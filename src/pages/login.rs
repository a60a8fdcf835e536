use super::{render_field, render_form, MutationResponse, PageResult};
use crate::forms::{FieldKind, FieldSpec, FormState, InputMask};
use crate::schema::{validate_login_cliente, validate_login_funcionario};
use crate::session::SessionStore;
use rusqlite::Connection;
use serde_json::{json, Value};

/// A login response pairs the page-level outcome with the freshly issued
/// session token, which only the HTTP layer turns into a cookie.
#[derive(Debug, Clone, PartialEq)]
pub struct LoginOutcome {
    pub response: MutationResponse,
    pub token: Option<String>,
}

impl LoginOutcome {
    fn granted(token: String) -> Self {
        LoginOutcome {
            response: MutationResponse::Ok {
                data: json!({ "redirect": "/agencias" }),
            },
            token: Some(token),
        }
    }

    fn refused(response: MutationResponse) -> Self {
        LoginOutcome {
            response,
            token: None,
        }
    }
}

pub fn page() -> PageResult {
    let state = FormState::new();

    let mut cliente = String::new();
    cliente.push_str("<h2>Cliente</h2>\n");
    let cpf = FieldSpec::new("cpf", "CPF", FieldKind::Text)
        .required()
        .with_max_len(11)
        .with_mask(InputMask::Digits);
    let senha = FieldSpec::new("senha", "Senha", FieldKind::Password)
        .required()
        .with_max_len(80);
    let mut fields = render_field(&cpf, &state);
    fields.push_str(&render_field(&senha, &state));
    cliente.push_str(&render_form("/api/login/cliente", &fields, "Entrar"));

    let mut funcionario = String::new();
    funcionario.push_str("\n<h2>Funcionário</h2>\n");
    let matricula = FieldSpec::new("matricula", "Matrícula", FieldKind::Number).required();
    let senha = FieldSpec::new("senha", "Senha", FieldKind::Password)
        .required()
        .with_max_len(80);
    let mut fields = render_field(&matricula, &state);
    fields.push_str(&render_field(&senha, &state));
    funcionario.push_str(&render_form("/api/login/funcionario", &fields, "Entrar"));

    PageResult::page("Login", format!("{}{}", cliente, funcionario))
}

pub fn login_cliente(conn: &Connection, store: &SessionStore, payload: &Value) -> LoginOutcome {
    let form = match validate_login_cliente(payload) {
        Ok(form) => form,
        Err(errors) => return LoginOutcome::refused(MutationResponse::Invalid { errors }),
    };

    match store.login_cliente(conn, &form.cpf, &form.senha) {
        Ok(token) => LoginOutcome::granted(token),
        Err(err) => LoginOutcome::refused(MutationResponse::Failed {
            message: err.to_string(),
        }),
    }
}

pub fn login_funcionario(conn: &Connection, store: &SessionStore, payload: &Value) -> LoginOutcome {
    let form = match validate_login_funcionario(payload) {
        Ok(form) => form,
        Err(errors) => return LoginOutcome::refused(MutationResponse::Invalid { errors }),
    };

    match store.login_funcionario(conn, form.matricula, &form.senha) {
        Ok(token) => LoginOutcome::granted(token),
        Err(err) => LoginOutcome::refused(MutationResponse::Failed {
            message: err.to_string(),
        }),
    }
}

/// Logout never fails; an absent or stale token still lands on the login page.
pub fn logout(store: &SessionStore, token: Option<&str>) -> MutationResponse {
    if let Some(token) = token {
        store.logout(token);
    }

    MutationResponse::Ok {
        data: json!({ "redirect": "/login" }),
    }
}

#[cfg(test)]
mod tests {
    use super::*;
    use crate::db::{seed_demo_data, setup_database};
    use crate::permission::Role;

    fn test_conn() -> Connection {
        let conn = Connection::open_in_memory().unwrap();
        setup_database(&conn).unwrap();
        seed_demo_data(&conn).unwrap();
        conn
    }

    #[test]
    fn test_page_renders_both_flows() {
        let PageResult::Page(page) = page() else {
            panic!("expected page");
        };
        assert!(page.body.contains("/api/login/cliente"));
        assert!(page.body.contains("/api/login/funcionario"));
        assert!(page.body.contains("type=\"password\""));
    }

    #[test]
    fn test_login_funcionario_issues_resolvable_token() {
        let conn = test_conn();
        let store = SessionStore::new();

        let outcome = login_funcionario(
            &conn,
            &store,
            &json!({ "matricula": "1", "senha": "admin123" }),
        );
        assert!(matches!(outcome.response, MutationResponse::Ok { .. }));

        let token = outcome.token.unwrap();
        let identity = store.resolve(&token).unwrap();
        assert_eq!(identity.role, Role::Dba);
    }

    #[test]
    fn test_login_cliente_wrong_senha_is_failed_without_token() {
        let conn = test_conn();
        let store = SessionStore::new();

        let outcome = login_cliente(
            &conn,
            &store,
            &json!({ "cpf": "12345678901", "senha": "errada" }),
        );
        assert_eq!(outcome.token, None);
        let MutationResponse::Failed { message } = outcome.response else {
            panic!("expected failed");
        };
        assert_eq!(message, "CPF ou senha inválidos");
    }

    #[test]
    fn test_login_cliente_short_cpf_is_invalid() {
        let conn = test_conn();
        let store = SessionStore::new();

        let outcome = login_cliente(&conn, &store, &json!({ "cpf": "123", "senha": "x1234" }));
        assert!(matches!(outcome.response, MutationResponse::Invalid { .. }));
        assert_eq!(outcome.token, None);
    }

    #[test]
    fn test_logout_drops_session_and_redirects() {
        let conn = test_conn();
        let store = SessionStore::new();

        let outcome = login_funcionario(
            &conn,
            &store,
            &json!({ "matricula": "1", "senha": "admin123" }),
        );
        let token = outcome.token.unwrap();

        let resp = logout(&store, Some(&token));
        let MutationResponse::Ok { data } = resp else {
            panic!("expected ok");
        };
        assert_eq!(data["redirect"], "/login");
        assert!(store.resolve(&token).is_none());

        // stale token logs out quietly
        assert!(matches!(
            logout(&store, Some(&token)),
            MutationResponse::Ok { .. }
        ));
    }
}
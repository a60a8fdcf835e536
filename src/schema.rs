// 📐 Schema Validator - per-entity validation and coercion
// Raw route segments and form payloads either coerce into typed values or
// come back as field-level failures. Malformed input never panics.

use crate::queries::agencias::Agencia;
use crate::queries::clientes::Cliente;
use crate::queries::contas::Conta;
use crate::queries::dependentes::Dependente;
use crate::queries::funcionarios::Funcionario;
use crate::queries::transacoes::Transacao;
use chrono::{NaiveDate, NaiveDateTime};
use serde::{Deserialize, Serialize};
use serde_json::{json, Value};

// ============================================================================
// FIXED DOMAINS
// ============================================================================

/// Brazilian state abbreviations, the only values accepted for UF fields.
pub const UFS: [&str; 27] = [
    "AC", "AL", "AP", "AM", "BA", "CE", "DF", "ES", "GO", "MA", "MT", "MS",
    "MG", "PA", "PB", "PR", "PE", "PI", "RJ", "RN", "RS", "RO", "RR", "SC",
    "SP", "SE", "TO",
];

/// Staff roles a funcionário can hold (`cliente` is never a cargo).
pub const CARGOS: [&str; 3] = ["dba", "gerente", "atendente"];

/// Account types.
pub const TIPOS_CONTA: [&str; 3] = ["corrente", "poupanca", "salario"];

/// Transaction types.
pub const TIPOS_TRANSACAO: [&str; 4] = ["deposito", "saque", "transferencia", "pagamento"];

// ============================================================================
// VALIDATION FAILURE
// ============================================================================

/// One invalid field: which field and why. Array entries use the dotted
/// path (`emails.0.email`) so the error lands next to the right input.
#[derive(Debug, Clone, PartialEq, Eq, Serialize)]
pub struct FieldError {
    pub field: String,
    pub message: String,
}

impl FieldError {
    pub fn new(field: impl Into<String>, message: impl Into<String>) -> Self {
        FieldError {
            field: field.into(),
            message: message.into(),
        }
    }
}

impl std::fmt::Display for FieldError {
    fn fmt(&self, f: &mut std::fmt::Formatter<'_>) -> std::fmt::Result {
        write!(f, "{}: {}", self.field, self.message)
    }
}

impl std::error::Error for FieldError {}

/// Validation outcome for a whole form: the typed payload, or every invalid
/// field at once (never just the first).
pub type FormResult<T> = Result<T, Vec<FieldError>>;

▬▬▬▬▬▬▬▬▬▬

Aim of the exercise
Filter this listing and copy only the lines holding the word "impl".

Output of the exercise
impl LoginOutcome {
impl FieldError {
    pub fn new(field: impl Into<String>, message: impl Into<String>) -> Self {
impl std::fmt::Display for FieldError {
impl std::error::Error for FieldError {}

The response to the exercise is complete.